[Working data Boundary: Start]

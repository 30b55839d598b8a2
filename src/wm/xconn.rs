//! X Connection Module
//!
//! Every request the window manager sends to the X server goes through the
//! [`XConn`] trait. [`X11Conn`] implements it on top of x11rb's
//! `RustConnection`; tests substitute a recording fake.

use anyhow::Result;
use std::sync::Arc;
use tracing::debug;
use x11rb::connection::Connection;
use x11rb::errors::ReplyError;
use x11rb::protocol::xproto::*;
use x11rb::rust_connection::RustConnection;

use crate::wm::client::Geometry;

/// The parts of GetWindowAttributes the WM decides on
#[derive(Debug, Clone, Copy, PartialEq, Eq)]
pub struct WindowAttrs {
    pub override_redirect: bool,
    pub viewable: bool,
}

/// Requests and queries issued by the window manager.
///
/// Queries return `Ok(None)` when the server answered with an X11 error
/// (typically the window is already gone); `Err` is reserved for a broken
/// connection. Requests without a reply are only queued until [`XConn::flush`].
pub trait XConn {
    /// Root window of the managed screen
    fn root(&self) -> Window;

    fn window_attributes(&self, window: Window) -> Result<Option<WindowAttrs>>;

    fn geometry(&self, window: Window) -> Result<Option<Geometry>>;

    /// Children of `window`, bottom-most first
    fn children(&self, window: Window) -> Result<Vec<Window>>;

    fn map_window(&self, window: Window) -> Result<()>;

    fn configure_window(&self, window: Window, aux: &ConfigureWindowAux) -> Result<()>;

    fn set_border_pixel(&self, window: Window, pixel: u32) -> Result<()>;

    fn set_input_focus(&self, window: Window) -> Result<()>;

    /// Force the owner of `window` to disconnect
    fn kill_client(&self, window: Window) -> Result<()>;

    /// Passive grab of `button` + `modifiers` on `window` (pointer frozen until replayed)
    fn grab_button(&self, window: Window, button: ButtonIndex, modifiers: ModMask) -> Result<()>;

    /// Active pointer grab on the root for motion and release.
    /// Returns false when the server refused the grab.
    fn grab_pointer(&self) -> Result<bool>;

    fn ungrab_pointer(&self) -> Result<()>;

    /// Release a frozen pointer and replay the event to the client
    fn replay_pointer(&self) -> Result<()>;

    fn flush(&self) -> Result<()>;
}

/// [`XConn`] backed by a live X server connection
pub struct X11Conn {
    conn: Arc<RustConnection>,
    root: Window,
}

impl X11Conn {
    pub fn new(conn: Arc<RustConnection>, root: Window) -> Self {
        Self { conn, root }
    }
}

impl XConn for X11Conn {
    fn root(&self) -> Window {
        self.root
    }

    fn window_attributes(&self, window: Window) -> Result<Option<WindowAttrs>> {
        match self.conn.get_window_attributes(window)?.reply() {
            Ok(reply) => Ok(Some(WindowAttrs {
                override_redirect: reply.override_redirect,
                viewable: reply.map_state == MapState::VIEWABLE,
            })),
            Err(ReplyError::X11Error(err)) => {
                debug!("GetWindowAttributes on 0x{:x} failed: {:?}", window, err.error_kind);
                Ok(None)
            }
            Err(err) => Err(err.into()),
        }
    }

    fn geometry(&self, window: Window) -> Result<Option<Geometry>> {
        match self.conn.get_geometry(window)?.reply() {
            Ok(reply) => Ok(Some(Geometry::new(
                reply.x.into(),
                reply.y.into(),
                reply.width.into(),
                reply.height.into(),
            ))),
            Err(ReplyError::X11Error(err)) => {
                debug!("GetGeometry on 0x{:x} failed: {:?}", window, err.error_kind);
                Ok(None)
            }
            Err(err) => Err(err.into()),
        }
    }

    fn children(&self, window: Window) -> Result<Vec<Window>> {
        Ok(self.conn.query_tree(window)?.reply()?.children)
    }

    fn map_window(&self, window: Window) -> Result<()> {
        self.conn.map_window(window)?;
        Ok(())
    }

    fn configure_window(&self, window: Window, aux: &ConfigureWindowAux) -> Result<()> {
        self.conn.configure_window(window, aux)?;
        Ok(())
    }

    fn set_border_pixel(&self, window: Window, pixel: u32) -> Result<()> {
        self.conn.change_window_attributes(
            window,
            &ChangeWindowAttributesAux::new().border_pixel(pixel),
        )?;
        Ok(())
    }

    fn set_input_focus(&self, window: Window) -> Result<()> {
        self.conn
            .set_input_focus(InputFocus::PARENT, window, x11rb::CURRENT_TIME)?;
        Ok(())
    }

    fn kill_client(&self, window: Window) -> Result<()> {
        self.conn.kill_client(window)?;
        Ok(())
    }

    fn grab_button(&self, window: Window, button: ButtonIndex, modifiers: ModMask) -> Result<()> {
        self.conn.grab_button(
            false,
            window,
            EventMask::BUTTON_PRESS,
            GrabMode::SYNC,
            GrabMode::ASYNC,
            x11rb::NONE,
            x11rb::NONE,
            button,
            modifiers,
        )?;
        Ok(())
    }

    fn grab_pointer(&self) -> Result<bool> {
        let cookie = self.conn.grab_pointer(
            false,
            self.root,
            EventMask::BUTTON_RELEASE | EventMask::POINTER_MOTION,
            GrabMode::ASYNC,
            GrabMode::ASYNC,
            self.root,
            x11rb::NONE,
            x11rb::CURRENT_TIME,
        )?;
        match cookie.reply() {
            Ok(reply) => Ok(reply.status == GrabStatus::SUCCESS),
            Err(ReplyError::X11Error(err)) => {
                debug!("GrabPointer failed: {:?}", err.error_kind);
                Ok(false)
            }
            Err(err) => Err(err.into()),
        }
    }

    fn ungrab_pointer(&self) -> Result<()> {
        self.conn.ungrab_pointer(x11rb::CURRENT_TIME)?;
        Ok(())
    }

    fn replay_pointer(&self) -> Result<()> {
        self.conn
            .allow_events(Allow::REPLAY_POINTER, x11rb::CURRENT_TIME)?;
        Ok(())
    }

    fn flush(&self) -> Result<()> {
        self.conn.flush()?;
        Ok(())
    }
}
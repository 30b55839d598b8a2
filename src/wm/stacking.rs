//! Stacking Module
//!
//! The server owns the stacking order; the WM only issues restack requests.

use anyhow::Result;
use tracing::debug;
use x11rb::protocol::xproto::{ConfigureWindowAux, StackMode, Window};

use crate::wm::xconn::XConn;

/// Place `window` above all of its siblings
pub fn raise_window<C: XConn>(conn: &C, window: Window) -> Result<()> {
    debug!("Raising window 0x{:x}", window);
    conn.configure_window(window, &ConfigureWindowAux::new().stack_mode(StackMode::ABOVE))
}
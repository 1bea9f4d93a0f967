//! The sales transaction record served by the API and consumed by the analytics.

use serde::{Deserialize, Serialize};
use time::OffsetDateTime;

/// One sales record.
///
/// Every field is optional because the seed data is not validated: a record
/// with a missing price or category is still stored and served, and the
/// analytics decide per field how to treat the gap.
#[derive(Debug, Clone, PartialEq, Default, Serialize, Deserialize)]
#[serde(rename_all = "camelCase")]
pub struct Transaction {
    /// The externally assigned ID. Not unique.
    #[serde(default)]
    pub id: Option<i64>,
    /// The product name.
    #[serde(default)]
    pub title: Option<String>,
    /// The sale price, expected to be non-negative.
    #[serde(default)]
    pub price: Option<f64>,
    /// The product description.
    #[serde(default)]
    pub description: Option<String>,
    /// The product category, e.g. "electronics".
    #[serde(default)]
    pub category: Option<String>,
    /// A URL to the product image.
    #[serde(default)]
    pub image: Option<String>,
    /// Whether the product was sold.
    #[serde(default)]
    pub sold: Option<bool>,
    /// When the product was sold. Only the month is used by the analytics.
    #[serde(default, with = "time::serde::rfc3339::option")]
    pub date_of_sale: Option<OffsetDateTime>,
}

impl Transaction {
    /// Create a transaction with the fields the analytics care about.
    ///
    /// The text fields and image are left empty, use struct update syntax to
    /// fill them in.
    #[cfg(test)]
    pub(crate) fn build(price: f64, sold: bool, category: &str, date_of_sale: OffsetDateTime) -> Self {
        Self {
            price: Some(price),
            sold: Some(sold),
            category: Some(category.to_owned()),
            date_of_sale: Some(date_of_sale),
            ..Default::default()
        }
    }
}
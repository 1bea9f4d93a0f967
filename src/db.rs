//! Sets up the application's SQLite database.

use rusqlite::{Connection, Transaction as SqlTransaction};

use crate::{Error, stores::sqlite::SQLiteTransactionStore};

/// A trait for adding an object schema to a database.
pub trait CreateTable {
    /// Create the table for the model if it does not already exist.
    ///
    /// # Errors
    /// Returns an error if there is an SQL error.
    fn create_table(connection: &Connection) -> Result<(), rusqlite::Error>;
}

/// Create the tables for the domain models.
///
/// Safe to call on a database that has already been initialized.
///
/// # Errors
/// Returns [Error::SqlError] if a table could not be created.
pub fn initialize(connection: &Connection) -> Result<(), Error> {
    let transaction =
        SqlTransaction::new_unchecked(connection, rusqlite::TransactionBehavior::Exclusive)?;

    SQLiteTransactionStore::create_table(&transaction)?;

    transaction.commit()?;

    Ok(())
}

[Working data Boundary: End]

* Task description *
An exact repetition of the material above is required, from its first line through the line holding "use x11rb::protocol::xproto::*;", with nothing added.

* Written answer *
repository 30b55839d598b8a2
filename src/wm/xconn.rs
//! X Connection Module
//!
//! Every request the window manager sends to the X server goes through the
//! [`XConn`] trait. [`X11Conn`] implements it on top of x11rb's
//! `RustConnection`; tests substitute a recording fake.

use anyhow::Result;
use std::sync::Arc;
use tracing::debug;
use x11rb::connection::Connection;
use x11rb::errors::ReplyError;
use x11rb::protocol::xproto::*;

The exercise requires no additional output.